Records supplied =
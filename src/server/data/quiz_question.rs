//! Quiz question data repository.

use sea_orm::{
    ActiveModelTrait, ActiveValue, ColumnTrait, DatabaseConnection, DbErr, EntityTrait,
    QueryFilter, QueryOrder,
};

use crate::server::model::quiz::{
    CreateQuizQuestionParams, QuizQuestion, UpdateQuizQuestionParams,
};

pub struct QuizQuestionRepository<'a> {
    db: &'a DatabaseConnection,
}

impl<'a> QuizQuestionRepository<'a> {
    pub fn new(db: &'a DatabaseConnection) -> Self {
        Self { db }
    }

    pub async fn create(&self, params: CreateQuizQuestionParams) -> Result<QuizQuestion, DbErr> {
        let entity = entity::quiz_question::ActiveModel {
            quiz_id: ActiveValue::Set(params.quiz_id),
            question: ActiveValue::Set(params.question),
            question_type: ActiveValue::Set(params.question_type),
            options: ActiveValue::Set(params.options),
            correct_answer: ActiveValue::Set(params.correct_answer),
            explanation: ActiveValue::Set(params.explanation),
            points: ActiveValue::Set(params.points),
            order_index: ActiveValue::Set(params.order_index),
            ..Default::default()
        }
        .insert(self.db)
        .await?;

        Ok(QuizQuestion::from_entity(entity))
    }

    /// Gets all questions, optionally restricted to one quiz, ordered by quiz then position
    pub async fn get_all(&self, quiz_id: Option<i32>) -> Result<Vec<QuizQuestion>, DbErr> {
        let mut query = entity::prelude::QuizQuestion::find();
        if let Some(quiz_id) = quiz_id {
            query = query.filter(entity::quiz_question::Column::QuizId.eq(quiz_id));
        }

        let entities = query
            .order_by_asc(entity::quiz_question::Column::QuizId)
            .order_by_asc(entity::quiz_question::Column::OrderIndex)
            .order_by_asc(entity::quiz_question::Column::Id)
            .all(self.db)
            .await?;

        Ok(entities.into_iter().map(QuizQuestion::from_entity).collect())
    }

    /// Gets the questions of a quiz in order
    pub async fn get_by_quiz(&self, quiz_id: i32) -> Result<Vec<QuizQuestion>, DbErr> {
        self.get_all(Some(quiz_id)).await
    }

    pub async fn update(
        &self,
        params: UpdateQuizQuestionParams,
    ) -> Result<Option<QuizQuestion>, DbErr> {
        let Some(entity) = entity::prelude::QuizQuestion::find_by_id(params.id)
            .one(self.db)
            .await?
        else {
            return Ok(None);
        };

        let mut active_model: entity::quiz_question::ActiveModel = entity.into();
        if let Some(question) = params.question {
            active_model.question = ActiveValue::Set(question);
        }
        if let Some(question_type) = params.question_type {
            active_model.question_type = ActiveValue::Set(question_type);
        }
        if let Some(options) = params.options {
            active_model.options = ActiveValue::Set(options);
        }
        if let Some(correct_answer) = params.correct_answer {
            active_model.correct_answer = ActiveValue::Set(correct_answer);
        }
        if let Some(explanation) = params.explanation {
            active_model.explanation = ActiveValue::Set(Some(explanation));
        }
        if let Some(points) = params.points {
            active_model.points = ActiveValue::Set(points);
        }
        if let Some(order_index) = params.order_index {
            active_model.order_index = ActiveValue::Set(order_index);
        }

        let entity = active_model.update(self.db).await?;

        Ok(Some(QuizQuestion::from_entity(entity)))
    }

    pub async fn delete(&self, id: i32) -> Result<bool, DbErr> {
        let result = entity::prelude::QuizQuestion::delete_by_id(id)
            .exec(self.db)
            .await?;

        Ok(result.rows_affected > 0)
    }
}
use thiserror::Error;

#[derive(Error, Debug)]
pub enum ConfigError {
    /// Required environment variable is not set.
    ///
    /// See `.env.example` for the list of required variables.
    #[error("Missing required environment variable: {0}")]
    MissingEnvVar(String),

    /// Environment variable is set but its value cannot be used.
    #[error("Invalid value for environment variable {name}: {reason}")]
    InvalidEnvVar {
        /// Name of the offending variable
        name: String,
        /// Why the value was rejected
        reason: String,
    },
}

About this exercise = Please set down the whole listing above without altering a single line.

Written solution =
filename src/server/data/quiz_question.rs
//! Quiz question data repository.

use sea_orm::{
    ActiveModelTrait, ActiveValue, ColumnTrait, DatabaseConnection, DbErr, EntityTrait,
    QueryFilter, QueryOrder,
};

use crate::server::model::quiz::{
    CreateQuizQuestionParams, QuizQuestion, UpdateQuizQuestionParams,
};

pub struct QuizQuestionRepository<'a> {
    db: &'a DatabaseConnection,
}

impl<'a> QuizQuestionRepository<'a> {
    pub fn new(db: &'a DatabaseConnection) -> Self {
        Self { db }
    }

    pub async fn create(&self, params: CreateQuizQuestionParams) -> Result<QuizQuestion, DbErr> {
        let entity = entity::quiz_question::ActiveModel {
            quiz_id: ActiveValue::Set(params.quiz_id),
            question: ActiveValue::Set(params.question),
            question_type: ActiveValue::Set(params.question_type),
            options: ActiveValue::Set(params.options),
            correct_answer: ActiveValue::Set(params.correct_answer),
            explanation: ActiveValue::Set(params.explanation),
            points: ActiveValue::Set(params.points),
            order_index: ActiveValue::Set(params.order_index),
            ..Default::default()
        }
        .insert(self.db)
        .await?;

        Ok(QuizQuestion::from_entity(entity))
    }

    /// Gets all questions, optionally restricted to one quiz, ordered by quiz then position
    pub async fn get_all(&self, quiz_id: Option<i32>) -> Result<Vec<QuizQuestion>, DbErr> {
        let mut query = entity::prelude::QuizQuestion::find();
        if let Some(quiz_id) = quiz_id {
            query = query.filter(entity::quiz_question::Column::QuizId.eq(quiz_id));
        }

        let entities = query
            .order_by_asc(entity::quiz_question::Column::QuizId)
            .order_by_asc(entity::quiz_question::Column::OrderIndex)
            .order_by_asc(entity::quiz_question::Column::Id)
            .all(self.db)
            .await?;

        Ok(entities.into_iter().map(QuizQuestion::from_entity).collect())
    }

    /// Gets the questions of a quiz in order
    pub async fn get_by_quiz(&self, quiz_id: i32) -> Result<Vec<QuizQuestion>, DbErr> {
        self.get_all(Some(quiz_id)).await
    }

    pub async fn update(
        &self,
        params: UpdateQuizQuestionParams,
    ) -> Result<Option<QuizQuestion>, DbErr> {
        let Some(entity) = entity::prelude::QuizQuestion::find_by_id(params.id)
            .one(self.db)
            .await?
        else {
            return Ok(None);
        };

        let mut active_model: entity::quiz_question::ActiveModel = entity.into();
        if let Some(question) = params.question {
            active_model.question = ActiveValue::Set(question);
        }
        if let Some(question_type) = params.question_type {
            active_model.question_type = ActiveValue::Set(question_type);
        }
        if let Some(options) = params.options {
            active_model.options = ActiveValue::Set(options);
        }
        if let Some(correct_answer) = params.correct_answer {
            active_model.correct_answer = ActiveValue::Set(correct_answer);
        }
        if let Some(explanation) = params.explanation {
            active_model.explanation = ActiveValue::Set(Some(explanation));
        }
        if let Some(points) = params.points {
            active_model.points = ActiveValue::Set(points);
        }
        if let Some(order_index) = params.order_index {
            active_model.order_index = ActiveValue::Set(order_index);
        }

        let entity = active_model.update(self.db).await?;

        Ok(Some(QuizQuestion::from_entity(entity)))
    }

    pub async fn delete(&self, id: i32) -> Result<bool, DbErr> {
        let result = entity::prelude::QuizQuestion::delete_by_id(id)
            .exec(self.db)
            .await?;

        Ok(result.rows_affected > 0)
    }
}
use thiserror::Error;

#[derive(Error, Debug)]
pub enum ConfigError {
    /// Required environment variable is not set.
    ///
    /// See `.env.example` for the list of required variables.
    #[error("Missing required environment variable: {0}")]
    MissingEnvVar(String),

    /// Environment variable is set but its value cannot be used.
    #[error("Invalid value for environment variable {name}: {reason}")]
    InvalidEnvVar {
        /// Name of the offending variable
        name: String,
        /// Why the value was rejected
        reason: String,
    },
}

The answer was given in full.